Sent from my moto x4 using Tapatalk


----------



## Dag Johnsen (Dec 24, 2018)

*Hi!*



RedOctobyr said:


> Awesome, congratulations! I'd love to get a Honda some day. And the Yamahas sound as good, if not maybe even better.
> 
> For those of us over here, it's about 28", and at 7,000W, it's 9.5hp.
> 
> Enjoy it, let us know how it does! Will you get to do side-by-side comparisons with the Simplicity, or the Honda?



I will give some reviews when I get to use it:smile2:


It is now side by side with the Honda. I already had a Yamaha YT628 (660) at the cabin and tested against the Honda, and the Yamaha was just so much better With a lot more grip and much more stable. But then this Honda is a small lightweight machine and less pricy.
The Yamaha YT1070 vs YT660 is mostly 6 vs 9.5 hp.


I enjoy the Simplicity at home a lot. It is very capable. And cool.
The big difference vs the Yamaha, is that the Simplicity requires more physical work
from the user.


Would be fun to test them against each other but they are far apart for now.


Dag


----------



## Lunta (Dec 14, 2017)

Congratulations! 

What temp was it when you took the pic? And had the machine been running? I noticed the transmission oil is at the top level. I made the mistake of topping mine off when it was really cold and now it gets nearly to the cap when it is warm.


----------



## Dag Johnsen (Dec 24, 2018)

*Hi!*



Lunta said:


> Congratulations!
> 
> What temp was it when you took the pic? And had the machine been running? I noticed the transmission oil is at the top level. I made the mistake of topping mine off when it was really cold and now it gets nearly to the cap when it is warm.


Thank you:smile2:
And thanks for the tip, I will check that out. It had not been running. But it was transported up a steap downhill slope. Here is another picture from today, machine had run just a little.
What do you think about the level?


Dag


----------



## Lunta (Dec 14, 2017)

Level looks fine. If I could go back to when I first got mine, I would not have not been so quick to fill it up, when it dropped below the "minimum".

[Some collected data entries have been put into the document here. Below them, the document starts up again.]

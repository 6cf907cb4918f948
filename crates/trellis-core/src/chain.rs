//! Handler chains.
//!
//! A chain runs its stages in a fixed order:
//!
//! ```text
//! init ─► before* ─► main ─► after* ─► join ─► terminal
//! ```
//!
//! - An error from any stage skips the rest of `init..after`.
//! - `stop` skips the rest of `before..after` without an error.
//! - `skip_main` skips only `main`.
//! - `abort` skips everything left, join and terminal included.

use std::fmt;
use std::sync::Arc;

use crate::context::RequestContext;
use crate::error::Error;
use crate::handler::{Handler, MainHandler, TerminalHandler};

/// An ordered before/main/after/terminal pipeline bound to one route.
///
/// Chains are immutable once registered; the dispatcher shares them
/// between requests behind an `Arc`.
///
/// # Example
///
/// ```rust
/// use trellis_core::{FnHandler, FnMain, HandlerChain, RequestContext};
///
/// # tokio_test::block_on(async {
/// let chain = HandlerChain::new(FnMain::new("hello", |ctx| {
///     ctx.write_str("hello");
///     Ok(())
/// }))
/// .before(FnHandler::new("auth", |_ctx| Ok(())));
///
/// let mut ctx = RequestContext::mock();
/// chain.execute(&mut ctx).await.unwrap();
/// assert_eq!(ctx.response_body(), b"hello");
/// # });
/// ```
#[derive(Clone)]
pub struct HandlerChain {
    id: String,
    before: Vec<Arc<dyn Handler>>,
    after: Vec<Arc<dyn Handler>>,
    main: Arc<dyn MainHandler>,
    terminal: Option<Arc<dyn TerminalHandler>>,
}

impl HandlerChain {
    /// Creates a chain around `main` with no other stages.
    pub fn new(main: impl MainHandler) -> Self {
        Self::from_arc(Arc::new(main))
    }

    /// Creates a chain around a shared main handler.
    pub fn from_arc(main: Arc<dyn MainHandler>) -> Self {
        Self {
            id: String::new(),
            before: Vec::new(),
            after: Vec::new(),
            main,
            terminal: None,
        }
    }

    /// Sets the diagnostic identifier.
    #[must_use]
    pub fn with_id(mut self, id: impl Into<String>) -> Self {
        self.id = id.into();
        self
    }

    /// Appends a before-handler.
    #[must_use]
    pub fn before(self, handler: impl Handler) -> Self {
        self.before_arc(Arc::new(handler))
    }

    /// Appends a shared before-handler.
    #[must_use]
    pub fn before_arc(mut self, handler: Arc<dyn Handler>) -> Self {
        self.before.push(handler);
        self
    }

    /// Appends an after-handler.
    #[must_use]
    pub fn after(self, handler: impl Handler) -> Self {
        self.after_arc(Arc::new(handler))
    }

    /// Appends a shared after-handler.
    #[must_use]
    pub fn after_arc(mut self, handler: Arc<dyn Handler>) -> Self {
        self.after.push(handler);
        self
    }

    /// Sets the terminal handler.
    #[must_use]
    pub fn terminal(self, handler: impl TerminalHandler) -> Self {
        self.terminal_arc(Arc::new(handler))
    }

    /// Sets a shared terminal handler.
    #[must_use]
    pub fn terminal_arc(mut self, handler: Arc<dyn TerminalHandler>) -> Self {
        self.terminal = Some(handler);
        self
    }

    /// Returns the diagnostic identifier.
    #[must_use]
    pub fn id(&self) -> &str {
        &self.id
    }

    /// Returns the main handler's name.
    #[must_use]
    pub fn main_name(&self) -> &str {
        self.main.name()
    }

    /// Returns the before-handler names in order.
    #[must_use]
    pub fn before_names(&self) -> Vec<&str> {
        self.before.iter().map(|h| h.name()).collect()
    }

    /// Returns the after-handler names in order.
    #[must_use]
    pub fn after_names(&self) -> Vec<&str> {
        self.after.iter().map(|h| h.name()).collect()
    }

    /// Returns true if a terminal handler is set.
    #[must_use]
    pub fn has_terminal(&self) -> bool {
        self.terminal.is_some()
    }

    /// Runs `init`, the before-handlers, `main` and the after-handlers.
    ///
    /// Stops at the first error or once the context is stopped.
    pub async fn run(&self, ctx: &mut RequestContext) -> Result<(), Error> {
        ctx.record_handler(self.main.name());
        self.main.init(ctx).await?;

        for handler in &self.before {
            ctx.record_handler(handler.name());
            handler.run(ctx).await?;
            if ctx.is_stopped() {
                return Ok(());
            }
        }

        if !ctx.is_main_skipped() {
            ctx.record_handler(self.main.name());
            self.main.run(ctx).await?;
            if ctx.is_stopped() {
                return Ok(());
            }
        }

        for handler in &self.after {
            ctx.record_handler(handler.name());
            handler.run(ctx).await?;
            if ctx.is_stopped() {
                return Ok(());
            }
        }

        Ok(())
    }

    /// Hands `err` to the terminal handler, or returns it unchanged when
    /// there is none.
    pub async fn run_terminal(
        &self,
        ctx: &mut RequestContext,
        err: Option<Error>,
    ) -> Result<(), Error> {
        match &self.terminal {
            Some(terminal) => {
                ctx.record_handler(terminal.name());
                terminal.run(ctx, err).await
            }
            None => err.map_or(Ok(()), Err),
        }
    }

    /// Runs the whole pipeline: stages, join, then terminal.
    ///
    /// After an abort the pending sub-tasks are not joined and the terminal
    /// handler is not invoked.
    pub async fn execute(&self, ctx: &mut RequestContext) -> Result<(), Error> {
        let result = self.run(ctx).await;
        if ctx.is_aborted() {
            return result;
        }

        let joined = ctx.wait_tasks().await;
        let err = Error::combine(result.err(), joined.err());
        self.run_terminal(ctx, err).await
    }
}

impl fmt::Debug for HandlerChain {
    fn fmt(&self, f: &mut fmt::Formatter<'_>) -> fmt::Result {
        f.debug_struct("HandlerChain")
            .field("id", &self.id)
            .field("before", &self.before_names())
            .field("main", &self.main.name())
            .field("after", &self.after_names())
            .field("terminal", &self.terminal.as_ref().map(|t| t.name()))
            .finish()
    }
}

As long as there is at least something showing, the transmission is going to be ok. Over difference temperatures you will get a feel for what is the right level.


----------



## SayItAintSnow (Dec 15, 2017)

Dag,


You're making a lot of us drool with those pictures.
Heck, that's practically snowblower porn.:devil:

What a fine looking machine! It's like the Lamborghini of snowblowers.....lol. 

Beautiful vistas you have there too, with those mountains off in the distance. :coolpics:.
.
.




.
.


----------



## Dag Johnsen (Dec 24, 2018)

*Thanks*



Lunta said:


> Level looks fine. If I could go back to when I first got mine, I would not have not been so quick to fill it up, when it dropped below the "minimum".
> 
> As long as there is at least something showing, the transmission is going to be ok. Over difference temperatures you will get a feel for what is the right level.


Thank you for the comment. I really look forward to a lot of snow now! Probably have to wait at least 2-3 weeks, to warm at the moment. But Winter will Return!:wink2:


----------



## Dag Johnsen (Dec 24, 2018)

*Lambo*



SayItAintSnow said:


> Dag,
> 
> 
> You're making a lot of us drool with those pictures.
> ...


----------



## aldfam4 (Dec 25, 2016)

Dag Johnsen said:


> Thank you:smile2:
> And thanks for the tip, I will check that out. It had not been running. But it was transported up a steap downhill slope. Here is another picture from today, machine had run just a little.
> What do you think about the level?
> 
> ...


Great looking machine in a beautiful background! Congratulations!!!


----------